Initial feature engineering: Join date is a datetime feature that has been split out into join month and join year. The split gives the model the opportunity to capture potential seasonal effects on customer churn.

Test & Train: The customer data is split into test and train datasets. Customers having a missing churn flag are allocated to the test set, all other customers are in the train set. The number of unique customers in the test and train data sets are 5,622 and 50,598 respectively.

From this point onwards testing and training data are treated separately to prevent data leakage between the two which could adversely affect machine learning effectiveness.

Missing data: A large volume of missing data will impact modelling down-stream.

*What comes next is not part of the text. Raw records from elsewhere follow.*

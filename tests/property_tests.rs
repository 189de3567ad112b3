//! Property-based tests for argument resolution and url handling.
//!
//! These tests use proptest to verify invariants hold across
//! randomly generated argument vectors and urls.

use proptest::prelude::*;

use ggman::env::{Norm, Parameters, Pattern, Url};
use ggman::program::{ExitCode, Program};
use ggman::Ggman;

fn ggman() -> Program<Ggman> {
    ggman::cmd::program(Ggman::new(Parameters {
        root: "/nonexistent/root".into(),
        norm: Norm::Exact,
        canfile: "/nonexistent/canfile".into(),
        workdir: "/".into(),
        config: None,
    }))
    .unwrap()
}

/// Tokens that mean something to the parser, plus a few that do not.
fn token() -> impl Strategy<Value = String> {
    prop_oneof![
        prop::sample::select(vec![
            "ls", "lsr", "root", "where", "comps", "canon", "clone", "exec", "env", "fix",
            "help", "version", "for", "git", "show", "sclone", "canonical", "unknown",
        ])
        .prop_map(String::from),
        prop::sample::select(vec![
            "--help", "-h", "--version", "-v", "--for", "-f", "--here", "-H", "--path",
            "--dirty", "--clean", "--synced", "--unsynced", "--tarnished", "--pristine",
            "--no-fuzzy-filter", "--exit-code", "-e", "--one", "--canonical", "--simulate",
            "--", "--bogus", "-x",
        ])
        .prop_map(String::from),
        "[a-z]{1,8}",
        "https://[a-z]{1,6}\\.com/[a-z]{1,6}/[a-z]{1,6}",
    ]
}

fn argv() -> impl Strategy<Value = Vec<String>> {
    prop::collection::vec(token(), 0..8)
}

/// Url-ish strings: schemes, scp syntax, ports, users and bare paths.
fn url() -> impl Strategy<Value = String> {
    prop_oneof![
        "(https|ssh|git|file)://([a-z]{1,5}@)?[a-z]{1,8}(:[0-9]{1,4})?(/~?[A-Za-z0-9_.-]{1,8}){0,4}",
        "([a-z]{1,5}@)?[a-z]{1,8}\\.[a-z]{2,3}:[A-Za-z0-9_.-]{1,8}(/[A-Za-z0-9_.-]{1,8}){0,3}",
        "[A-Za-z0-9_./-]{1,30}",
    ]
}

proptest! {
    /// Resolving the same argument vector twice yields the same result.
    #[test]
    fn resolve_is_deterministic(args in argv()) {
        let program = ggman();
        let first = format!("{:?}", program.resolve(&args));
        let second = format!("{:?}", program.resolve(&args));
        prop_assert_eq!(first, second);
    }

    /// Resolution fails only with parse-phase exit codes.
    #[test]
    fn resolve_errors_are_parse_errors(args in argv()) {
        if let Err(err) = ggman().resolve(&args) {
            prop_assert!(
                matches!(
                    err.code(),
                    ExitCode::UnknownCommand
                        | ExitCode::InvalidGlobalArguments
                        | ExitCode::InvalidCommandArguments
                ),
                "{:?} -> {:?}",
                args,
                err
            );
        }
    }

    /// `help CMD` and `CMD --help` resolve to the same page.
    #[test]
    fn help_keyword_matches_flag(index in 0usize..16) {
        let program = ggman();
        let commands = program.commands();
        let command = commands[index % commands.len()].clone();
        let keyword = program.resolve(&["help".to_string(), command.clone()]);
        let flag = program.resolve(&[command, "--help".to_string()]);
        prop_assert_eq!(format!("{:?}", keyword), format!("{:?}", flag));
    }

    /// The order of command flags does not matter.
    #[test]
    fn command_flag_order_is_irrelevant(exit_code in any::<bool>(), one in any::<bool>()) {
        let mut flags = Vec::new();
        if exit_code {
            flags.push("--exit-code".to_string());
        }
        if one {
            flags.push("--one".to_string());
        }
        let program = ggman();

        let mut forward = vec!["ls".to_string()];
        forward.extend(flags.iter().cloned());
        let mut backward = vec!["ls".to_string()];
        backward.extend(flags.iter().rev().cloned());

        let forward = program.resolve(&forward).unwrap();
        let backward = program.resolve(&backward).unwrap();
        let (forward, backward) = (forward.arguments().unwrap(), backward.arguments().unwrap());
        prop_assert_eq!(&forward.description.command, &backward.description.command);
        prop_assert_eq!(&forward.values, &backward.values);
        prop_assert_eq!(&forward.positionals, &backward.positionals);
    }

    /// Components are never empty and never contain a separator.
    #[test]
    fn url_components_are_clean(input in url()) {
        if let Ok(url) = Url::parse(&input) {
            for component in url.components() {
                prop_assert!(!component.is_empty(), "{:?}", input);
                prop_assert!(!component.contains('/'), "{:?}", input);
            }
        }
    }

    /// A plain pattern built from a url's components matches that url.
    #[test]
    fn components_match_their_own_pattern(input in url()) {
        if let Ok(url) = Url::parse(&input) {
            let components = url.components();
            let source = components.join("/");
            if let Ok(pattern) = Pattern::new(&source) {
                if !pattern.is_glob() {
                    prop_assert!(pattern.matches(&components), "{:?}", source);
                }
            }
        }
    }
}
//! env
//!
//! The ggman host: global flags, requirements and the runtime environment
//! commands operate in.
//!
//! # Architecture
//!
//! ```text
//! Parameters (config file + variables)
//!     + EnvRequirement (declared by the command)
//!     + GgmanFlags (parsed from the command line)
//!     -> Env
//! ```
//!
//! [`Ggman`] implements [`Host`] by building an [`Env`] once the command
//! phase has succeeded. Failures here are environment errors (exit code 5)
//! and happen before the command runs.
//!
//! # Invariants
//!
//! - `Env::root` exists whenever the requirement asks for it
//! - `Env::filter` is empty unless the requirement allows filtering
//! - `Env::canfile` holds the default rules unless the requirement asks for
//!   the canonical file

pub mod canon;
pub mod config;
pub mod filter;
pub mod flags;
pub mod norm;
pub mod requirement;
pub mod scan;
pub mod url;

use std::path::PathBuf;

use thiserror::Error;
use tracing::debug;

pub use canon::{CanFile, CanSpec, CanonError};
pub use config::{Config, ConfigError, Parameters};
pub use filter::{Filter, FilterError, Pattern};
pub use flags::GgmanFlags;
pub use norm::Norm;
pub use requirement::{requirements, EnvRequirement};
pub use url::{Url, UrlError};

use crate::git::GitCli;
use crate::program::{Host, HostArguments, ProgramError};

/// Errors from building the environment.
#[derive(Debug, Error)]
pub enum EnvError {
    /// The root folder does not exist.
    #[error("unable to find root folder '{}'; set GGROOT to an existing directory", .path.display())]
    RootMissing {
        /// The configured root
        path: PathBuf,
    },

    /// Configuration could not be resolved.
    #[error(transparent)]
    Config(#[from] ConfigError),

    /// The canonical file could not be loaded.
    #[error("unable to load canonical file: {0}")]
    CanFile(#[from] CanonError),

    /// A filter does not compile.
    #[error("invalid filter: {0}")]
    Filter(#[from] FilterError),
}

impl From<EnvError> for ProgramError {
    fn from(err: EnvError) -> Self {
        ProgramError::Environment {
            message: err.to_string(),
        }
    }
}

/// The environment a ggman command runs in.
#[derive(Debug, Clone)]
pub struct Env {
    /// Root folder.
    pub root: PathBuf,
    /// Directory the invocation runs in.
    pub workdir: PathBuf,
    /// Normalization of local paths.
    pub norm: Norm,
    /// Canonical rules.
    pub canfile: CanFile,
    /// Repository filter.
    pub filter: Filter,
    /// The git executable.
    pub git: GitCli,
}

impl Env {
    /// Build the environment `requirement` asks for.
    pub fn new(
        params: &Parameters,
        requirement: &EnvRequirement,
        flags: &GgmanFlags,
        git: GitCli,
    ) -> Result<Self, EnvError> {
        if requirement.needs_root && !params.root.is_dir() {
            return Err(EnvError::RootMissing {
                path: params.root.clone(),
            });
        }
        let root = filter::absolute(&params.root);
        let workdir = filter::absolute(&params.workdir);

        let canfile = if requirement.needs_canfile {
            CanFile::load(&params.canfile)?
        } else {
            CanFile::default()
        };

        let filter = if requirement.allows_filter {
            Filter::from_flags(flags, &workdir)?
        } else {
            Filter::default()
        };

        debug!(
            requirement = requirement.name,
            root = %root.display(),
            norm = %params.norm,
            "built environment"
        );

        Ok(Self {
            root,
            workdir,
            norm: params.norm,
            canfile,
            filter,
            git,
        })
    }

    /// Where the repository at `url` lives locally.
    pub fn local(&self, url: &Url) -> PathBuf {
        self.norm.join(&self.root, &url.components())
    }

    /// Canonical form of `url`.
    pub fn canonical(&self, url: &Url) -> String {
        self.canfile.canonical(url)
    }

    /// Repositories below the root that pass the filter, sorted.
    pub fn repos(&self) -> Vec<PathBuf> {
        self.filter.select(&self.root, scan::scan(&self.root))
    }
}

/// The ggman application.
#[derive(Debug, Clone)]
pub struct Ggman {
    params: Parameters,
    git: GitCli,
}

impl Ggman {
    /// A host using `params` and the `git` on `PATH`.
    pub fn new(params: Parameters) -> Self {
        Self {
            params,
            git: GitCli::default(),
        }
    }

    /// Resolved settings.
    pub fn params(&self) -> &Parameters {
        &self.params
    }
}

impl Host for Ggman {
    type Flags = GgmanFlags;
    type Requirement = EnvRequirement;
    type Runtime = Env;

    fn runtime(&self, args: &HostArguments<Self>) -> Result<Env, ProgramError> {
        Ok(Env::new(
            &self.params,
            &args.description.requirements,
            &args.flags,
            self.git.clone(),
        )?)
    }
}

A simple check for N/A or Null values is performed to ensure there a none in test or train. There were no unexpected missing values.

Exploratory Data Analysis

Initial data exploration reveals some interesting quirks.

Gender: Across both training and testing there are three unique gender categories. Male, female and U (unknown). The Unknown cases account for roughly 5% of all cases across both test and train sets.

There are two possible explanations for the unknown cases. 1) Customers who have chosen not to disclose their gender. 2) Data input or data quality issues leading to loss of information.

It is difficult to say for sure what the split is between the two scenarios is for the unknown cases. I have therefore made a simplifying assumption that unknown cases are people that have chosen not to disclose their gender. On this basis, it is sensible to believe that this group of people might behave differently to those that have chosen to identify. This is my justification for leaving unknown cases within the training data.

Unknown cases are distributed across churn and sticking customers in similar ratios to male and female customers.

Missing & unknown country: In the training data there are a total of 12 customers whose current country of residence is either missing or unknown. This relative tiny subset of the training set is likely due to data input or collection errors. It does not seem likely that a customer can sign-up to the service without explicitly stating their country of residence. Because of this, I will omit these observations from the training data.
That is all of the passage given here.